▶ Exercise objective
When the line containing "fn is_port_available(port: u16)" is found in the data below, copy it and each line after it through the line containing "async fn start(&self)", exactly and with no others.

▶ Data records
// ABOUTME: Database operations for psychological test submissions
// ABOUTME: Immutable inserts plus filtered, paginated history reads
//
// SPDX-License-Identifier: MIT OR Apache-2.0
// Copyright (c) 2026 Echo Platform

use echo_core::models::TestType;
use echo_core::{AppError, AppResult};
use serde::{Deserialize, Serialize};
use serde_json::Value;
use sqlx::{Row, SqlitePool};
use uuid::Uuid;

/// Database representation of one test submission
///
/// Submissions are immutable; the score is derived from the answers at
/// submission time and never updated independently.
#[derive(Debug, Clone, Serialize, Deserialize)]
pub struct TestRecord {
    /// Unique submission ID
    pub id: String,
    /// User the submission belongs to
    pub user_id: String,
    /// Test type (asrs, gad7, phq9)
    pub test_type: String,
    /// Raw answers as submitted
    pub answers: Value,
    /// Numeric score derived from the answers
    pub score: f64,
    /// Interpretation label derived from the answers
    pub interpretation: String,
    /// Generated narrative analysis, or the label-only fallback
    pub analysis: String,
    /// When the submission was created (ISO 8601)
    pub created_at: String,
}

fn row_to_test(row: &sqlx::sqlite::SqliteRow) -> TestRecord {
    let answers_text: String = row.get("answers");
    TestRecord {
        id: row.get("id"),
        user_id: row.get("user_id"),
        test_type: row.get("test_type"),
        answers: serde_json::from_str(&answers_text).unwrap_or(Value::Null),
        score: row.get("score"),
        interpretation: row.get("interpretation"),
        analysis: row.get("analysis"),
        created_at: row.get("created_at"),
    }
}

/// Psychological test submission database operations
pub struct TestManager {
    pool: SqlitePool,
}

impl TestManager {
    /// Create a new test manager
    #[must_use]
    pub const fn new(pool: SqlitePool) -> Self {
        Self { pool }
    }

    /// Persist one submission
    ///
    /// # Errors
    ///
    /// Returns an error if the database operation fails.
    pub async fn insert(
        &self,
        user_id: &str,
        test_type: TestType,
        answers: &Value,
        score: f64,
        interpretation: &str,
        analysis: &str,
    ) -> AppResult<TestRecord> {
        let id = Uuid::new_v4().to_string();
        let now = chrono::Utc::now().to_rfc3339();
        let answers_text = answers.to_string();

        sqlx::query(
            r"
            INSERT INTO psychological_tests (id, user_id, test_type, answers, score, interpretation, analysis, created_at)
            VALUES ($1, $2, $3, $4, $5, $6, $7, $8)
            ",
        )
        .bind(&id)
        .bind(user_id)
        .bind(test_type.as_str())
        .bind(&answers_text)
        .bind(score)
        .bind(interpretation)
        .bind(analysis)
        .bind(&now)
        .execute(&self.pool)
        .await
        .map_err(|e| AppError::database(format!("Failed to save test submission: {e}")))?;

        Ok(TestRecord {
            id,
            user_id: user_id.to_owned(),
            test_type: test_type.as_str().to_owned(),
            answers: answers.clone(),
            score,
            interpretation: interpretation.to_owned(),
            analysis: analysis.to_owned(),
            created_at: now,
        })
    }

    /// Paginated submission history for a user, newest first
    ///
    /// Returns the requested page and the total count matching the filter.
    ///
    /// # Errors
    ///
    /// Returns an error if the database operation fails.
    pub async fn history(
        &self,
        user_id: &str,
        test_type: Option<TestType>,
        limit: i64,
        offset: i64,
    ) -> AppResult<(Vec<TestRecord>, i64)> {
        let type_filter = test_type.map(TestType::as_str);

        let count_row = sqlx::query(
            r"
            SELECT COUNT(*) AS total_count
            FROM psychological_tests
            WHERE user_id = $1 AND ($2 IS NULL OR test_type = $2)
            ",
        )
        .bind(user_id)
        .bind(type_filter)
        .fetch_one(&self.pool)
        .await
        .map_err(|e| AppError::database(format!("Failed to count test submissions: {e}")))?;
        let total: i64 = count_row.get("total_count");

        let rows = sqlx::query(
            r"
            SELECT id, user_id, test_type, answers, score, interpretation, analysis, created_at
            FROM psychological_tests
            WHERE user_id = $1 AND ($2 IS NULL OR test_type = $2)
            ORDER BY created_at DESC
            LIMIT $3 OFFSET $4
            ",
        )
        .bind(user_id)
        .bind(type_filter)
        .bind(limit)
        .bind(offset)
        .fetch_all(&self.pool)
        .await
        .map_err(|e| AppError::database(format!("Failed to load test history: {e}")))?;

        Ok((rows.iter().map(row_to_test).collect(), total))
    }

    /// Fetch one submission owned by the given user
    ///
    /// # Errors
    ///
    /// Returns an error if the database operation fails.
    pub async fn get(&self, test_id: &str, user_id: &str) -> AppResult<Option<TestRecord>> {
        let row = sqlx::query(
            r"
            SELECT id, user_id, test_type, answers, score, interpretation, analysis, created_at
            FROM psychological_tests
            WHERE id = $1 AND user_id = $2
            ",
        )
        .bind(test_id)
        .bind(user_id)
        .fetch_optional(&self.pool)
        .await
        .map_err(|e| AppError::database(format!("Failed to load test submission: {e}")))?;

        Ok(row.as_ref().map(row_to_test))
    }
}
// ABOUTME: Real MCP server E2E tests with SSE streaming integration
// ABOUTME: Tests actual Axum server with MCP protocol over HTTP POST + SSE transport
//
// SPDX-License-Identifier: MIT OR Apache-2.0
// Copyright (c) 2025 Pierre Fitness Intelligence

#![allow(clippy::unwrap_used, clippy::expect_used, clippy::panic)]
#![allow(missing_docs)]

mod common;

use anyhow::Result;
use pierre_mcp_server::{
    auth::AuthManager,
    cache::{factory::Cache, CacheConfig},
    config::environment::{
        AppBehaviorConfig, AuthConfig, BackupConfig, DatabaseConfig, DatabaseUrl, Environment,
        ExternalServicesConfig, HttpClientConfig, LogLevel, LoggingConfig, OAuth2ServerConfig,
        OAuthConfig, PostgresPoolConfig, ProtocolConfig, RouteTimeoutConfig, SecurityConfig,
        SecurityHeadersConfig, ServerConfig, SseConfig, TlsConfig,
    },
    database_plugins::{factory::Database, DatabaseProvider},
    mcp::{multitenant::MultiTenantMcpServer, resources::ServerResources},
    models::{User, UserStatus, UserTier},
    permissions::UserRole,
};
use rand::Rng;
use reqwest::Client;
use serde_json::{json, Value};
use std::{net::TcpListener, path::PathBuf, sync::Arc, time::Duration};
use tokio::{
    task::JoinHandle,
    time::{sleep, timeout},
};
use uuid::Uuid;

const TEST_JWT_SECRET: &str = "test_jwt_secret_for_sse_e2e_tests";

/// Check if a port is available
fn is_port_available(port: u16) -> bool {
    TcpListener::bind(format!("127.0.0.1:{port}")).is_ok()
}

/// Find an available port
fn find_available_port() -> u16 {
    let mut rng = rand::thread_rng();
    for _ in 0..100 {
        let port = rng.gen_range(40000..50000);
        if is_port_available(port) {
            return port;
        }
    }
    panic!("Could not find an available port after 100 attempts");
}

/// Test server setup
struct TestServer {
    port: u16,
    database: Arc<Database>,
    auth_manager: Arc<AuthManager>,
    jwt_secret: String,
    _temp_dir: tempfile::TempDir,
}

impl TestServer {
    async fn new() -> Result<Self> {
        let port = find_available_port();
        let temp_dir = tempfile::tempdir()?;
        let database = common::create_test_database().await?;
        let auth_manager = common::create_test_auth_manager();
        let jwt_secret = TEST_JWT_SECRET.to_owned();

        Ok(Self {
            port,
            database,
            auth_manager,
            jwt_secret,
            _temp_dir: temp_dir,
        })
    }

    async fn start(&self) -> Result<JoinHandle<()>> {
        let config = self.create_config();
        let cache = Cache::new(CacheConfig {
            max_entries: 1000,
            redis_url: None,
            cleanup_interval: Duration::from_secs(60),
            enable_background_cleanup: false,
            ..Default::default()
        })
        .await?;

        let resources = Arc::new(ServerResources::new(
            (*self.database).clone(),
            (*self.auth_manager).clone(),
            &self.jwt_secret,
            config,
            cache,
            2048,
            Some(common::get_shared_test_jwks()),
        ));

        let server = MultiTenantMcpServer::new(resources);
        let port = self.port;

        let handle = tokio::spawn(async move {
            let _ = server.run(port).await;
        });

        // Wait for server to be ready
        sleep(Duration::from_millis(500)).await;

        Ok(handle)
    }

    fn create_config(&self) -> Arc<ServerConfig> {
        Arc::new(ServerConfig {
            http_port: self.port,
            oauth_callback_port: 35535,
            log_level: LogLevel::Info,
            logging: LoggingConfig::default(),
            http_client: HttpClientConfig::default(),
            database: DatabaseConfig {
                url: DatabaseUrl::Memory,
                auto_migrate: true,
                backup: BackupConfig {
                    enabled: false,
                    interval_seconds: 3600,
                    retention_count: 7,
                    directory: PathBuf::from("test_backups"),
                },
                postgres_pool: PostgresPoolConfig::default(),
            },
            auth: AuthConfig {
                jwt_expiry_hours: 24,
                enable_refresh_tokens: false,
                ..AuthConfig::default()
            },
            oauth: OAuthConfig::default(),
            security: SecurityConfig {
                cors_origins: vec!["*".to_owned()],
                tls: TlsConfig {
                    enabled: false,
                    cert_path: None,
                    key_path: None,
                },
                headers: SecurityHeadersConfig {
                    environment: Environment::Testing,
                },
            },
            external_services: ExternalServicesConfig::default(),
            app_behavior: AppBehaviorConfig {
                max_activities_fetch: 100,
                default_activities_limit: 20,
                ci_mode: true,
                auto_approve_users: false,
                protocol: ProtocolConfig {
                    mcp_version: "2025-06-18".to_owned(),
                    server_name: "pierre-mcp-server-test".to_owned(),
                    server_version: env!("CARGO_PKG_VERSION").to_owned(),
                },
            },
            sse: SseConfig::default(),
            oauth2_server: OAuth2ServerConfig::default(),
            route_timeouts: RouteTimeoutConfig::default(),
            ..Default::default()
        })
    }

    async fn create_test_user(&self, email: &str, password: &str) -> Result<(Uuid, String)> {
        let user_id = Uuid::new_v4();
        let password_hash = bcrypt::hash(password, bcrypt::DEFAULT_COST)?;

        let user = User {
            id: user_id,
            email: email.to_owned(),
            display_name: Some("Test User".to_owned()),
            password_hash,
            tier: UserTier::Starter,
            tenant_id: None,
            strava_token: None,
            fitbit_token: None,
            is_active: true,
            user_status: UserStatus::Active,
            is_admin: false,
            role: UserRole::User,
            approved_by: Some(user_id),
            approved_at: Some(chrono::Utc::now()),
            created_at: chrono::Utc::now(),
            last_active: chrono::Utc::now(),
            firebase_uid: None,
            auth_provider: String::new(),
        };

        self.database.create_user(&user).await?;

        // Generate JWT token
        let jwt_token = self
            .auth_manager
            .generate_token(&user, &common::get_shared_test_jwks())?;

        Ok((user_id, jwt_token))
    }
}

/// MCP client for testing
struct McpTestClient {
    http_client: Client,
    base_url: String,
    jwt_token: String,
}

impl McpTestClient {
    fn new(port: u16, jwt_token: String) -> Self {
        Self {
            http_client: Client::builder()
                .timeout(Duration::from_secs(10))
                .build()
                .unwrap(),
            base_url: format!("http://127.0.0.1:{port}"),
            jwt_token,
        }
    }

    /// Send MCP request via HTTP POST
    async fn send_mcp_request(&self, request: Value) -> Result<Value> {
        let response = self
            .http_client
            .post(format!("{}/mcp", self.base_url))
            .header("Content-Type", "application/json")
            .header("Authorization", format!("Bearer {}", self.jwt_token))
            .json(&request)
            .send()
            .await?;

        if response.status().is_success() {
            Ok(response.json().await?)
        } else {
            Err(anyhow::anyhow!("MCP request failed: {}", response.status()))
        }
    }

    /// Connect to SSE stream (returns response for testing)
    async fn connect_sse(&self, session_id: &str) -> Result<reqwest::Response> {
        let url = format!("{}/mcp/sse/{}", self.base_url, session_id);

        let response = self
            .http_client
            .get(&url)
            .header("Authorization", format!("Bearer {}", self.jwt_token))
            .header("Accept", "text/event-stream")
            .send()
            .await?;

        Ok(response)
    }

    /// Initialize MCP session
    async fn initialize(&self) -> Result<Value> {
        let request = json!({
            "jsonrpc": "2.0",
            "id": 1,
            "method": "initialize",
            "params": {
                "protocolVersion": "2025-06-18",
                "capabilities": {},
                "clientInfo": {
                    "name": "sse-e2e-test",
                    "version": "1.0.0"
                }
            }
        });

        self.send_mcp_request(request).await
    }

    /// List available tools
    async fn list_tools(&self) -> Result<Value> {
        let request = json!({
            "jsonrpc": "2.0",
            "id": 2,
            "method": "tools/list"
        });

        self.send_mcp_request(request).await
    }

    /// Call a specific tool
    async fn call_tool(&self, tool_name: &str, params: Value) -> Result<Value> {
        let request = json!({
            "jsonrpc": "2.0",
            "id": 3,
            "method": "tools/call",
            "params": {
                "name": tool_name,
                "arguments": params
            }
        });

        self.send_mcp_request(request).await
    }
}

▶ Output of the task
fn is_port_available(port: u16) -> bool {
    TcpListener::bind(format!("127.0.0.1:{port}")).is_ok()
}

/// Find an available port
fn find_available_port() -> u16 {
    let mut rng = rand::thread_rng();
    for _ in 0..100 {
        let port = rng.gen_range(40000..50000);
        if is_port_available(port) {
            return port;
        }
    }
    panic!("Could not find an available port after 100 attempts");
}

/// Test server setup
struct TestServer {
    port: u16,
    database: Arc<Database>,
    auth_manager: Arc<AuthManager>,
    jwt_secret: String,
    _temp_dir: tempfile::TempDir,
}

impl TestServer {
    async fn new() -> Result<Self> {
        let port = find_available_port();
        let temp_dir = tempfile::tempdir()?;
        let database = common::create_test_database().await?;
        let auth_manager = common::create_test_auth_manager();
        let jwt_secret = TEST_JWT_SECRET.to_owned();

        Ok(Self {
            port,
            database,
            auth_manager,
            jwt_secret,
            _temp_dir: temp_dir,
        })
    }

    async fn start(&self) -> Result<JoinHandle<()>> {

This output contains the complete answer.